In the Wild West, punishment might have been a six-shooter fired into the barroom floor and the order: "Dance, you varmint!"
These days, punishment might be a court order fired off by a judge that sentences culprits to the barre room--for ballet dancing.
On Wednesday, Los Angeles juvenile court officials began sending youngsters convicted of such things as graffiti vandalism and car theft to dancing and acting classes as a condition of probationary sentences.
Teen-agers who take their pirouettes and plies seriously will avoid confinement in juvenile camps. They will also shave up to 100 hours off community service sentences normally handed out in Los Angeles County's 27 juvenile courts.
Court administrators said the project, which is starting with 15 young offenders, is the first of its kind in the nation.
The performance classes will be staged by a nonprofit group called City Hearts. Organizers hope to include 250 teen-agers and open similar programs in San Diego and Seattle.
Youngsters were toeing the line as the program got under way Wednesday south of downtown Los Angeles with dance instruction by prima ballerina Beatriz Rodriguez of the Joffrey Ballet.
Rodriguez is performing in "Billboards," which had its Los Angeles premiere later in the day at the Dorothy Chandler Pavilion. She demonstrated ballet movements atop a converted loading dock inside a 1920s-era dairy warehouse once used by the Challenge Creamery Co.
Watching intently was a 17-year-old from Los Angeles named Joshua who is on probation for burglary and assault with a deadly weapon--a knife.
"I'll be a little nervous getting up there.
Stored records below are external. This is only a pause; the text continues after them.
use crate::{
    models::{LoginRequest, LoginResponse, Principal, RegisterRequest, RegisterResponse, User, UserResponse},
    services::required_field,
    state::AppState,
    utils::{AppError, AppResult},
};
use chrono::{Duration, Utc};
use jsonwebtoken::{decode, encode, Algorithm, DecodingKey, EncodingKey, Header, Validation};
use mongodb::bson::oid::ObjectId;
use serde::{Deserialize, Serialize};
use uuid::Uuid;

/// bcrypt cost factor for stored password hashes
pub const PASSWORD_HASH_COST: u32 = 10;

const INVALID_CREDENTIALS: &str = "Invalid email or password";
const UNAUTHORIZED: &str = "Unauthorized";

// JWT Claims
#[derive(Debug, Serialize, Deserialize, Clone)]
pub struct Claims {
    pub user: Principal,
    pub iat: usize, // issued at
    pub exp: usize, // expiration
    pub jti: String,
}

/// HS256 signing material plus the token lifetime.
pub struct TokenKeys {
    encoding: EncodingKey,
    decoding: DecodingKey,
    ttl: Duration,
}

impl TokenKeys {
    pub fn new(secret: &str, ttl_minutes: i64) -> Self {
        Self {
            encoding: EncodingKey::from_secret(secret.as_bytes()),
            decoding: DecodingKey::from_secret(secret.as_bytes()),
            ttl: Duration::minutes(ttl_minutes),
        }
    }

    pub fn issue(&self, principal: &Principal) -> AppResult<String> {
        let now = Utc::now();
        let claims = Claims {
            user: principal.clone(),
            iat: now.timestamp() as usize,
            exp: (now + self.ttl).timestamp() as usize,
            jti: Uuid::new_v4().to_string(),
        };

        encode(&Header::new(Algorithm::HS256), &claims, &self.encoding)
            .map_err(|e| AppError::Internal(format!("Failed to generate token: {}", e)))
    }

    /// Checks signature and expiry and returns the embedded principal.
    pub fn verify(&self, token: &str) -> AppResult<Principal> {
        let mut validation = Validation::new(Algorithm::HS256);
        validation.leeway = 0;

        decode::<Claims>(token, &self.decoding, &validation)
            .map(|data| data.claims.user)
            .map_err(|e| {
                log::debug!("Token rejected: {}", e);
                AppError::Auth(UNAUTHORIZED.to_string())
            })
    }
}

/// Extracts and verifies the token from an `Authorization: Bearer <token>` value.
pub fn verify_bearer(keys: &TokenKeys, header: Option<&str>) -> AppResult<Principal> {
    let token = header
        .and_then(|value| value.strip_prefix("Bearer "))
        .map(str::trim)
        .filter(|token| !token.is_empty())
        .ok_or_else(|| AppError::Auth(UNAUTHORIZED.to_string()))?;

    keys.verify(token)
}

async fn hash_password(password: &str) -> AppResult<String> {
    let password = password.to_string();
    let hashed = tokio::task::spawn_blocking(move || bcrypt::hash(password, PASSWORD_HASH_COST)).await??;
    Ok(hashed)
}

async fn password_matches(password: &str, hash: &str) -> AppResult<bool> {
    let password = password.to_string();
    let hash = hash.to_string();
    let valid = tokio::task::spawn_blocking(move || bcrypt::verify(password, &hash)).await??;
    Ok(valid)
}

// User registration
pub async fn register(state: &AppState, request: &RegisterRequest) -> AppResult<RegisterResponse> {
    let (username, email, password) = match (
        required_field(&request.username),
        required_field(&request.email),
        required_field(&request.password),
    ) {
        (Some(username), Some(email), Some(password)) => (username, email, password),
        _ => return Err(AppError::Validation("All fields are mandatory!".to_string())),
    };

    if state.users.find_by_email(email).await?.is_some() {
        return Err(AppError::Conflict("User already registered!".to_string()));
    }

    let hashed_password = hash_password(password).await?;
    let user = User::new(username.to_string(), email.to_string(), hashed_password);

    // The unique index still guards against a concurrent registration
    state.users.insert(&user).await?;

    log::info!("✅ User registered successfully: {}", user.email);

    Ok(RegisterResponse {
        id: user.id.to_hex(),
        email: user.email,
    })
}

// User login
pub async fn login(state: &AppState, request: &LoginRequest) -> AppResult<LoginResponse> {
    let (email, password) = match (required_field(&request.email), required_field(&request.password)) {
        (Some(email), Some(password)) => (email, password),
        _ => return Err(AppError::Validation("All fields are mandatory!".to_string())),
    };

    let user = match state.users.find_by_email(email).await? {
        Some(user) => user,
        None => return Err(AppError::Auth(INVALID_CREDENTIALS.to_string())),
    };

    if !password_matches(password, &user.password).await? {
        return Err(AppError::Auth(INVALID_CREDENTIALS.to_string()));
    }

    let access_token = state.tokens.issue(&user.principal())?;

    Ok(LoginResponse { access_token })
}

pub fn get_self(principal: &Principal) -> Principal {
    principal.clone()
}

/// Deletes the caller's own account together with every contact it owns.
pub async fn delete_user(state: &AppState, principal: &Principal, id: &str) -> AppResult<UserResponse> {
    let not_found = || AppError::NotFound("User not found".to_string());

    let user_id = ObjectId::parse_str(id).map_err(|_| not_found())?;
    let user = state.users.find_by_id(user_id).await?.ok_or_else(not_found)?;

    if user.id.to_hex() != principal.id {
        return Err(AppError::Forbidden("You can't delete another user's account".to_string()));
    }

    // The account goes first so a failed delete never strips a live user's contacts.
    let deleted = state.users.delete(user_id).await?.ok_or_else(not_found)?;
    let removed = state.contacts.delete_by_owner(user_id).await?;

    log::info!("🗑️ Account {} deleted along with {} contacts", deleted.email, removed);

    Ok(UserResponse::from(deleted))
}

#[cfg(test)]
mod tests {
    use super::*;
    use crate::state::test_support::{test_state, TEST_SECRET};

    fn register_request(username: &str, email: &str, password: &str) -> RegisterRequest {
        RegisterRequest {
            username: Some(username.to_string()),
            email: Some(email.to_string()),
            password: Some(password.to_string()),
        }
    }

    fn login_request(email: &str, password: &str) -> LoginRequest {
        LoginRequest {
            email: Some(email.to_string()),
            password: Some(password.to_string()),
        }
    }

    #[tokio::test]
    async fn register_rejects_empty_or_missing_fields() {
        let state = test_state();
        let cases = [
            register_request("", "a@x.com", "pw"),
            register_request("alice", "", "pw"),
            register_request("alice", "a@x.com", ""),
            RegisterRequest {
                username: Some("alice".into()),
                email: None,
                password: Some("pw".into()),
            },
        ];

        for request in cases {
            let err = register(&state, &request).await.unwrap_err();
            assert!(matches!(err, AppError::Validation(_)));
        }
        assert!(state.users.find_by_email("a@x.com").await.unwrap().is_none());
    }

    #[tokio::test]
    async fn register_hashes_password_and_returns_id_and_email() {
        let state = test_state();
        let response = register(&state, &register_request("alice", "a@x.com", "pw")).await.unwrap();
        assert_eq!(response.email, "a@x.com");

        let stored = state.users.find_by_email("a@x.com").await.unwrap().unwrap();
        assert_eq!(stored.id.to_hex(), response.id);
        assert_ne!(stored.password, "pw");
        assert!(bcrypt::verify("pw", &stored.password).unwrap());
    }

    #[tokio::test]
    async fn duplicate_email_is_rejected_and_first_user_kept() {
        let state = test_state();
        let first = register(&state, &register_request("alice", "a@x.com", "pw")).await.unwrap();

        let err = register(&state, &register_request("mallory", "a@x.com", "other"))
            .await
            .unwrap_err();
        assert_eq!(err, AppError::Conflict("User already registered!".to_string()));

        let stored = state.users.find_by_email("a@x.com").await.unwrap().unwrap();
        assert_eq!(stored.id.to_hex(), first.id);
        assert_eq!(stored.username, "alice");
    }

    #[tokio::test]
    async fn login_issues_token_with_stored_principal() {
        let state = test_state();
        register(&state, &register_request("alice", "a@x.com", "pw")).await.unwrap();
        let stored = state.users.find_by_email("a@x.com").await.unwrap().unwrap();

        let response = login(&state, &login_request("a@x.com", "pw")).await.unwrap();
        let principal = state.tokens.verify(&response.access_token).unwrap();

        assert_eq!(principal, stored.principal());
        assert_eq!(principal.username, "alice");
    }

    #[tokio::test]
    async fn wrong_password_and_unknown_email_look_the_same() {
        let state = test_state();
        register(&state, &register_request("alice", "a@x.com", "pw")).await.unwrap();

        let wrong_password = login(&state, &login_request("a@x.com", "nope")).await.unwrap_err();
        let unknown_email = login(&state, &login_request("z@x.com", "pw")).await.unwrap_err();

        assert_eq!(wrong_password, AppError::Auth(INVALID_CREDENTIALS.to_string()));
        assert_eq!(wrong_password, unknown_email);
    }

    #[tokio::test]
    async fn login_rejects_empty_fields() {
        let state = test_state();
        let err = login(&state, &login_request("", "pw")).await.unwrap_err();
        assert!(matches!(err, AppError::Validation(_)));
    }

    #[test]
    fn token_embeds_principal_and_expires_after_ttl() {
        let keys = TokenKeys::new(TEST_SECRET, 50);
        let principal = Principal {
            id: ObjectId::new().to_hex(),
            username: "alice".into(),
            email: "a@x.com".into(),
        };
        let token = keys.issue(&principal).unwrap();

        let data = decode::<Claims>(
            &token,
            &DecodingKey::from_secret(TEST_SECRET.as_bytes()),
            &Validation::new(Algorithm::HS256),
        )
        .unwrap();
        assert_eq!(data.claims.user, principal);
        assert_eq!(data.claims.exp - data.claims.iat, 50 * 60);
    }

    #[test]
    fn expired_or_foreign_tokens_are_rejected() {
        let keys = TokenKeys::new(TEST_SECRET, 50);
        let principal = Principal {
            id: ObjectId::new().to_hex(),
            username: "alice".into(),
            email: "a@x.com".into(),
        };

        let expired = TokenKeys::new(TEST_SECRET, -1).issue(&principal).unwrap();
        assert_eq!(keys.verify(&expired).unwrap_err(), AppError::Auth(UNAUTHORIZED.to_string()));

        let foreign = TokenKeys::new("another-secret", 50).issue(&principal).unwrap();
        assert!(keys.verify(&foreign).is_err());
        assert!(keys.verify("not-a-token").is_err());
    }

    #[test]
    fn bearer_header_must_be_present_and_well_formed() {
        let keys = TokenKeys::new(TEST_SECRET, 50);
        let principal = Principal {
            id: ObjectId::new().to_hex(),
            username: "alice".into(),
            email: "a@x.com".into(),
        };
        let token = keys.issue(&principal).unwrap();

        assert_eq!(verify_bearer(&keys, Some(format!("Bearer {}", token).as_str())).unwrap(), principal);
        assert!(verify_bearer(&keys, None).is_err());
        assert!(verify_bearer(&keys, Some(token.as_str())).is_err());
        assert!(verify_bearer(&keys, Some("Bearer ")).is_err());
    }

    #[tokio::test]
    async fn delete_user_removes_account_and_contacts() {
        use crate::models::Contact;

        let state = test_state();
        let registered = register(&state, &register_request("alice", "a@x.com", "pw")).await.unwrap();
        let alice = state.users.find_by_email("a@x.com").await.unwrap().unwrap();
        let contact = Contact::new(alice.id, "Bob".into(), "b@x.com".into(), "555".into());
        state.contacts.insert(&contact).await.unwrap();

        let deleted = delete_user(&state, &alice.principal(), &registered.id).await.unwrap();
        assert_eq!(deleted.email, "a@x.com");
        assert!(state.users.find_by_id(alice.id).await.unwrap().is_none());
        assert!(state.contacts.find_by_id(contact.id).await.unwrap().is_none());
    }

    #[tokio::test]
    async fn delete_user_checks_existence_then_ownership() {
        let state = test_state();
        let alice = register(&state, &register_request("alice", "a@x.com", "pw")).await.unwrap();
        register(&state, &register_request("carol", "c@x.com", "pw")).await.unwrap();
        let carol = state.users.find_by_email("c@x.com").await.unwrap().unwrap();

        let missing = delete_user(&state, &carol.principal(), &ObjectId::new().to_hex()).await.unwrap_err();
        assert!(matches!(missing, AppError::NotFound(_)));

        let malformed = delete_user(&state, &carol.principal(), "not-an-id").await.unwrap_err();
        assert!(matches!(malformed, AppError::NotFound(_)));

        let forbidden = delete_user(&state, &carol.principal(), &alice.id).await.unwrap_err();
        assert!(matches!(forbidden, AppError::Forbidden(_)));
        assert!(state.users.find_by_email("a@x.com").await.unwrap().is_some());
    }

    /// A user store whose account disappears between lookup and delete.
    struct VanishingUsers(User);

    #[async_trait::async_trait]
    impl crate::database::UserRepository for VanishingUsers {
        async fn find_by_email(&self, _email: &str) -> AppResult<Option<User>> {
            Ok(Some(self.0.clone()))
        }

        async fn find_by_id(&self, _id: ObjectId) -> AppResult<Option<User>> {
            Ok(Some(self.0.clone()))
        }

        async fn insert(&self, _user: &User) -> AppResult<()> {
            Ok(())
        }

        async fn delete(&self, _id: ObjectId) -> AppResult<Option<User>> {
            Ok(None)
        }

        async fn ping(&self) -> AppResult<()> {
            Ok(())
        }
    }

    #[tokio::test]
    async fn failed_account_delete_keeps_contacts() {
        use crate::{database::MemoryContactRepository, models::Contact, state::test_support::test_config};
        use std::sync::Arc;

        let alice = User::new("alice".into(), "a@x.com".into(), "hash".into());
        let state = AppState::new(
            test_config(),
            Arc::new(VanishingUsers(alice.clone())),
            Arc::new(MemoryContactRepository::new()),
        );
        let contact = Contact::new(alice.id, "Bob".into(), "b@x.com".into(), "555".into());
        state.contacts.insert(&contact).await.unwrap();

        let err = delete_user(&state, &alice.principal(), &alice.id.to_hex()).await.unwrap_err();
        assert!(matches!(err, AppError::NotFound(_)));
        assert!(state.contacts.find_by_id(contact.id).await.unwrap().is_some());
    }
}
But I'll do it," vowed the youth, forbidden by the court to give his last name.
Jose, a 17-year-old South Los Angeles resident whose sentence for throwing rocks at police included a stint in a juvenile camp, was also game. Up to a pointe.
"I've danced at parties but that's it," he said. "I'll dance here, but I won't wear tights. And I won't wear toe shoes. No way."
That's OK, said Sherry Jason, a former ballerina turned criminal defense attorney from Topanga Canyon. Nine years ago, she founded City Hearts to teach inner-city youngsters about the performing arts after hearing a teen-age murderer learning to play a Mozart piano concerto in juvenile hall.
"We won't deal with tights. They'd get dirty, and I certainly don't intend to wash them. Kids would lose them," Jason said. Teen-agers can dance barefooted if they don't want to use dance slippers that are provided, she said.
Each youngster in the program--dubbed "Sentenced to the Stage"--will receive three hours of performing arts instruction a week for 10 weeks. The $2,500 cost of each 10-week segment is underwritten by donations; about $25,000 has been pledged so far, organizers said.
Superior Court Judge Jaime R. Corral, who sentenced several youngsters to the inaugural dance class, said the program will not be used for dangerous, drive-by-shooter-type offenders.
And "we're not rewarding kids for doing wrong by sending them here," Corral said. "The beauty of Juvenile Court is we have the flexibility to be as creative as we want, as long as it's in the interest of the child and of society as a whole."
Television actress Hattie Winston, one of the stars of "Homefront," helped teach the first-day acting class, and she didn't dance around the issue either.
"If it were not for theater and stage, I could have been one of these kids," Winston said.